A lot of vinyl was needed to complete the project, but ER2 didn’t have to waste any time on ordering any since they already had it in stock.
“We have a lot of production printers, so we have a very big inventory of pressure-sensitive films that we keep on our floor on a regular basis,” explains Schellerer. “It’s not uncommon for us to do a barricade or display of that size.”
ER2 used an HP Scitex LX850 printer to output the graphics onto 3M™ Controltac™ Graphic Film Series IJ160-10 vinyl with an accompanying calendar overlaminate. The shop chose this particular vinyl because it had a lower life expectancy and was therefore less expensive, which made sense since this was a temporary install that would only be up for less than a year.
“With barricade-style graphics, they’re not going to be up for more than a year, so you don’t need a cast film that has a life expectancy of exterior five-plus years,” says Schellerer.
Another reason they chose this vinyl was because of the adhesive. Oftentimes vinyl can have a difficult time adhering to certain paints, especially low-VOC paints. So a combination of a strong adhesive and advising the client on the best paint to use on the barricade worked in ER2’s favor.
“If you can get in front of the painters and make sure that they’re using the appropriate paints in this day and age, your life will be a lot easier in the graphic world,” says Schellerer.
The install took about three days in total and included more than just vinyl graphics—it also incorporated a unique visual element.
ER2 wanted to give visitors the option to “see through” the wall and view the construction going on behind it. The company came up with the idea for circular, acrylic peepholes. To fit the design, these holes were cut out of the drywall where the eyes of the historical figures would be.

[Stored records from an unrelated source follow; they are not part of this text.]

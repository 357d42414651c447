use anyhow::{anyhow, Result};
use std::sync::Arc;
use tracing::debug;

use regsearch_core::data_processor::Corpus;
use regsearch_core::traits::{CrossEncoder, Retriever};
use regsearch_core::types::{SearchResult, SourceKind};

/// Cross-encoder pass over a candidate set.
pub struct Reranker {
    cross_encoder: Arc<dyn CrossEncoder>,
    corpus: Arc<Corpus>,
    post_expand: bool,
}

impl Reranker {
    pub fn new(cross_encoder: Arc<dyn CrossEncoder>, corpus: Arc<Corpus>, post_expand: bool) -> Self {
        Self { cross_encoder, corpus, post_expand }
    }

    /// Score every `(query, candidate)` pair, write the score back into each
    /// result and reorder by it. Equal scores keep their incoming order.
    pub fn rerank(&self, query: &str, mut results: Vec<SearchResult>) -> Result<Vec<SearchResult>> {
        if results.is_empty() { return Ok(results); }
        let pairs: Vec<(String, String)> = results.iter().map(|r| (query.to_string(), self.passage(r))).collect();
        let scores = self.cross_encoder.score(&pairs)?;
        if scores.len() != results.len() {
            return Err(anyhow!("cross-encoder returned {} scores for {} pairs", scores.len(), results.len()));
        }
        for (result, score) in results.iter_mut().zip(scores) { result.reranked_score = Some(score); }
        results.sort_by(|a, b| {
            let (sa, sb) = (a.reranked_score.unwrap_or(f32::MIN), b.reranked_score.unwrap_or(f32::MIN));
            sb.partial_cmp(&sa).unwrap_or(std::cmp::Ordering::Equal)
        });
        debug!(candidates = results.len(), model = self.cross_encoder.model_id(), "reranked");
        Ok(results)
    }

    fn passage(&self, result: &SearchResult) -> String {
        if !self.post_expand { return result.text.clone(); }
        match self.corpus.tree(&result.unit.doc_id) {
            Some(tree) => tree.expand(&result.text, &result.unit.tree_index),
            None => result.text.clone(),
        }
    }
}

/// Dense candidates reordered by a cross-encoder.
pub struct RerankedRetriever {
    dense: Arc<dyn Retriever<Hit = SearchResult>>,
    reranker: Reranker,
}

impl RerankedRetriever {
    pub fn new(dense: Arc<dyn Retriever<Hit = SearchResult>>, reranker: Reranker) -> Self { Self { dense, reranker } }
}

impl Retriever for RerankedRetriever {
    type Hit = SearchResult;

    fn kind(&self) -> SourceKind { SourceKind::Reranked }

    fn search(&self, query: &str, k: usize) -> Result<Vec<SearchResult>> {
        let candidates = self.dense.search(query, k)?;
        self.reranker.rerank(query, candidates)
    }
}

/// Deterministic cut applied by whoever surfaces regulation results.
#[derive(Debug, Clone, Copy, PartialEq)]
pub struct ScoreFloor {
    pub reranked: f32,
    pub similarity: f32,
}

impl Default for ScoreFloor {
    fn default() -> Self { Self { reranked: -2.0, similarity: 0.3 } }
}

impl ScoreFloor {
    pub fn keeps(&self, result: &SearchResult) -> bool {
        match result.reranked_score {
            Some(score) => score > self.reranked,
            None => result.similarity_score > self.similarity,
        }
    }

    pub fn apply(&self, results: Vec<SearchResult>) -> Vec<SearchResult> {
        results.into_iter().filter(|r| self.keeps(r)).collect()
    }
}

ER2 chose acrylic for the transparent panels, since the material would be able to withstand people looking through and touching it.
Using its MultiCam 3000 Series CNC router, ER2 routed the 3/4-inch-thick clear acrylic into shape so that it could be adhered from the backside.

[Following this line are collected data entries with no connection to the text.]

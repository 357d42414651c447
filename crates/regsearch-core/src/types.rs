//! Domain types shared by the retrieval engines.

use serde::{Deserialize, Serialize};
use std::fmt;

use crate::doctree::TreeIndex;

/// Identity of a flattened unit.
///
/// - `doc_id`: document title the tree is keyed by
/// - `tree_index`: section position inside the tree
/// - `paragraph_index`: paragraph position inside the section
/// - `chunk_id`: window number when a long paragraph is split
#[derive(Debug, Clone, PartialEq, Eq, Hash, Serialize, Deserialize)]
pub struct UnitId {
    pub doc_id: String,
    pub tree_index: TreeIndex,
    pub paragraph_index: usize,
    pub chunk_id: usize,
}

impl fmt::Display for UnitId {
    fn fmt(&self, f: &mut fmt::Formatter<'_>) -> fmt::Result {
        write!(f, "{}#{}/p{}/c{}", self.doc_id, self.tree_index, self.paragraph_index, self.chunk_id)
    }
}

/// A retrievable unit: identity plus the text that was embedded.
#[derive(Debug, Clone, PartialEq)]
pub struct FlatUnit {
    pub id: UnitId,
    pub text: String,
}

/// Indicates which retrieval strategy produced a result.
#[derive(Debug, Clone, Copy, Serialize, Deserialize, PartialEq, Eq)]
pub enum SourceKind {
    Dense,
    Sparse,
    Reranked,
}

/// A regulation hit. `reranked_score` stays `None` until a cross-encoder
/// has scored the candidate.
#[derive(Debug, Clone, PartialEq)]
pub struct SearchResult {
    pub similarity_score: f32,
    pub unit: UnitId,
    pub text: String,
    pub reranked_score: Option<f32>,
}

impl SearchResult {
    pub fn is_reranked(&self) -> bool { self.reranked_score.is_some() }
}

/// A glossary/definition string and the document it came from.
#[derive(Debug, Clone, PartialEq, Eq, Hash, Serialize, Deserialize)]
pub struct DefinitionEntry {
    pub text: String,
    pub source: String,
}

impl DefinitionEntry {
    pub fn new(text: impl Into<String>, source: impl Into<String>) -> Self {
        Self { text: text.into(), source: source.into() }
    }

    /// Form handed to the language model and used as the dedup key.
    pub fn formatted(&self) -> String { format!("{} (from {})", self.text, self.source) }
}

#[derive(Debug, Clone, PartialEq)]
pub struct DefinitionHit {
    pub entry: DefinitionEntry,
    pub score: f32,
}
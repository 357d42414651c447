#![deny(unused_variables)]
#![deny(unused_imports)]

pub mod config;
pub mod data_processor;
pub mod doctree;
pub mod error;
pub mod traits;
pub mod types;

“We chipped away the outer rim of the acrylic, kind of like if you can imagine a Frisbee—the outside two inches were only 1/4-inch-thick, and then the acrylic itself is 3/4-inch-thick,” explains Schellerer. “There’s a process where our router will actually go maybe 80 percent through the material and just hatch away all the acrylic so that there’s a ring that allows you to press against it from the backside and adhere from the backside to the drywall.”
ER2 applied adhesive around the ring to hold it in place in the drywall. Black 3M pressure-sensitive vinyl in the shape of a spiral was applied to the face of the acrylic before it was installed.
The final result was so “eye-catching” that the client asked ER2 for more.
“They loved it,” says Schellerer. “In fact, they contracted us to extend the wall into a different area and create the same type of scenario into another area of the Mart.”